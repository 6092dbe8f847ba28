use chrono::SecondsFormat;
use sha2::{Digest, Sha256};

use harmonia_types::models::Message;

/// Prefix naming the digest algorithm.
pub const PREFIX: &str = "sha256:";

/// Hex characters kept by [`display_truncate`].
pub const DISPLAY_HEX_LEN: usize = 8;

const ELLIPSIS: char = '…';

/// Fingerprint arbitrary content. Deterministic: no salt, no timestamp.
pub fn fingerprint(content: impl AsRef<[u8]>) -> String {
    let digest = Sha256::digest(content.as_ref());
    format!("{}{}", PREFIX, hex::encode(digest))
}

/// Short display form: prefix stripped, first 8 hex chars, ellipsis.
pub fn display_truncate(fingerprint: &str) -> String {
    let hex = fingerprint.strip_prefix(PREFIX).unwrap_or(fingerprint);
    let head: String = hex.chars().take(DISPLAY_HEX_LEN).collect();
    format!("{}{}", head, ELLIPSIS)
}

/// Recompute and compare against a full fingerprint.
pub fn verify(content: impl AsRef<[u8]>, expected: &str) -> bool {
    fingerprint(content) == expected
}

/// Fingerprint of the immutable part of a message.
///
/// Read state and the legal relevance tag are left out so the value stays
/// stable for the life of the message. Each field is length-prefixed so a
/// body containing separators cannot collide with a different split.
pub fn message_fingerprint(message: &Message) -> String {
    let duration = message
        .kind
        .duration_secs()
        .map(|d| d.to_string())
        .unwrap_or_default();
    let created_at = message
        .created_at
        .to_rfc3339_opts(SecondsFormat::Micros, true);

    let id = message.id.to_string();

    let fields: [&str; 8] = [
        &id,
        &message.thread_id,
        &message.sender_id,
        message.sender_role.as_str(),
        message.kind.as_str(),
        &duration,
        &message.body,
        &created_at,
    ];

    let mut hasher = Sha256::new();
    for field in fields {
        hasher.update(field.len().to_string().as_bytes());
        hasher.update(b":");
        hasher.update(field.as_bytes());
        hasher.update(b";");
    }
    format!("{}{}", PREFIX, hex::encode(hasher.finalize()))
}

#[cfg(test)]
mod tests {
    use super::*;
    use chrono::{TimeZone, Utc};
    use harmonia_types::models::{GuardianRole, MessageKind};

    fn sample() -> Message {
        Message {
            id: 1,
            thread_id: "case-1".into(),
            sender_id: "ana".into(),
            sender_display_name: "Ana".into(),
            sender_role: GuardianRole::GuardianA,
            kind: MessageKind::Text,
            body: "Nos vemos sábado às 10h".into(),
            created_at: Utc.with_ymd_and_hms(2026, 5, 2, 9, 30, 0).unwrap(),
            delivered_at: None,
            read_at: None,
            legally_relevant: false,
            flagged_offensive: false,
        }
    }

    #[test]
    fn fingerprint_is_deterministic_and_case_sensitive() {
        assert_eq!(fingerprint("hello"), fingerprint("hello"));
        assert_ne!(fingerprint("hello"), fingerprint("Hello"));
    }

    #[test]
    fn fingerprint_matches_known_vector() {
        assert_eq!(
            fingerprint("hello"),
            "sha256:2cf24dba5fb0a30e26e83b2ac5b9e29e1b161e5c1fa7425e73043362938b9824"
        );
    }

    #[test]
    fn display_truncate_strips_prefix() {
        let fp = fingerprint("hello");
        assert_eq!(display_truncate(&fp), "2cf24dba…");
        assert_eq!(display_truncate("2cf24dba5fb0"), "2cf24dba…");
        assert_eq!(display_truncate("sha256:abc"), "abc…");
    }

    #[test]
    fn verify_needs_full_digest() {
        let fp = fingerprint("hello");
        assert!(verify("hello", &fp));
        assert!(!verify("hello", &display_truncate(&fp)));
    }

    #[test]
    fn message_fingerprint_ignores_mutable_fields() {
        let original = sample();
        let mut touched = original.clone();
        touched.read_at = Some(Utc::now());
        touched.legally_relevant = true;
        assert_eq!(message_fingerprint(&original), message_fingerprint(&touched));

        let mut edited = original.clone();
        edited.body.push('!');
        assert_ne!(message_fingerprint(&original), message_fingerprint(&edited));
    }
}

========

▶ _What you will do_
Your job is to retype all of the material exactly.

▶ _Written solution_
repository 6092dbe8f847ba28
use chrono::SecondsFormat;
use sha2::{Digest, Sha256};

use harmonia_types::models::Message;

/// Prefix naming the digest algorithm.
pub const PREFIX: &str = "sha256:";

/// Hex characters kept by [`display_truncate`].
pub const DISPLAY_HEX_LEN: usize = 8;

const ELLIPSIS: char = '…';

/// Fingerprint arbitrary content. Deterministic: no salt, no timestamp.
pub fn fingerprint(content: impl AsRef<[u8]>) -> String {
    let digest = Sha256::digest(content.as_ref());
    format!("{}{}", PREFIX, hex::encode(digest))
}

/// Short display form: prefix stripped, first 8 hex chars, ellipsis.
pub fn display_truncate(fingerprint: &str) -> String {
    let hex = fingerprint.strip_prefix(PREFIX).unwrap_or(fingerprint);
    let head: String = hex.chars().take(DISPLAY_HEX_LEN).collect();
    format!("{}{}", head, ELLIPSIS)
}

/// Recompute and compare against a full fingerprint.
pub fn verify(content: impl AsRef<[u8]>, expected: &str) -> bool {
    fingerprint(content) == expected
}

/// Fingerprint of the immutable part of a message.
///
/// Read state and the legal relevance tag are left out so the value stays
/// stable for the life of the message. Each field is length-prefixed so a
/// body containing separators cannot collide with a different split.
pub fn message_fingerprint(message: &Message) -> String {
    let duration = message
        .kind
        .duration_secs()
        .map(|d| d.to_string())
        .unwrap_or_default();
    let created_at = message
        .created_at
        .to_rfc3339_opts(SecondsFormat::Micros, true);

    let id = message.id.to_string();

    let fields: [&str; 8] = [
        &id,
        &message.thread_id,
        &message.sender_id,
        message.sender_role.as_str(),
        message.kind.as_str(),
        &duration,
        &message.body,
        &created_at,
    ];

    let mut hasher = Sha256::new();
    for field in fields {
        hasher.update(field.len().to_string().as_bytes());
        hasher.update(b":");
        hasher.update(field.as_bytes());
        hasher.update(b";");
    }
    format!("{}{}", PREFIX, hex::encode(hasher.finalize()))
}

#[cfg(test)]
mod tests {
    use super::*;
    use chrono::{TimeZone, Utc};
    use harmonia_types::models::{GuardianRole, MessageKind};

    fn sample() -> Message {
        Message {
            id: 1,
            thread_id: "case-1".into(),
            sender_id: "ana".into(),
            sender_display_name: "Ana".into(),
            sender_role: GuardianRole::GuardianA,
            kind: MessageKind::Text,
            body: "Nos vemos sábado às 10h".into(),
            created_at: Utc.with_ymd_and_hms(2026, 5, 2, 9, 30, 0).unwrap(),
            delivered_at: None,
            read_at: None,
            legally_relevant: false,
            flagged_offensive: false,
        }
    }

    #[test]
    fn fingerprint_is_deterministic_and_case_sensitive() {
        assert_eq!(fingerprint("hello"), fingerprint("hello"));
        assert_ne!(fingerprint("hello"), fingerprint("Hello"));
    }

    #[test]
    fn fingerprint_matches_known_vector() {
        assert_eq!(
            fingerprint("hello"),
            "sha256:2cf24dba5fb0a30e26e83b2ac5b9e29e1b161e5c1fa7425e73043362938b9824"
        );
    }

    #[test]
    fn display_truncate_strips_prefix() {
        let fp = fingerprint("hello");
        assert_eq!(display_truncate(&fp), "2cf24dba…");
        assert_eq!(display_truncate("2cf24dba5fb0"), "2cf24dba…");
        assert_eq!(display_truncate("sha256:abc"), "abc…");
    }

    #[test]
    fn verify_needs_full_digest() {
        let fp = fingerprint("hello");
        assert!(verify("hello", &fp));
        assert!(!verify("hello", &display_truncate(&fp)));
    }

    #[test]
    fn message_fingerprint_ignores_mutable_fields() {
        let original = sample();
        let mut touched = original.clone();
        touched.read_at = Some(Utc::now());
        touched.legally_relevant = true;
        assert_eq!(message_fingerprint(&original), message_fingerprint(&touched));

        let mut edited = original.clone();
        edited.body.push('!');
        assert_ne!(message_fingerprint(&original), message_fingerprint(&edited));
    }
}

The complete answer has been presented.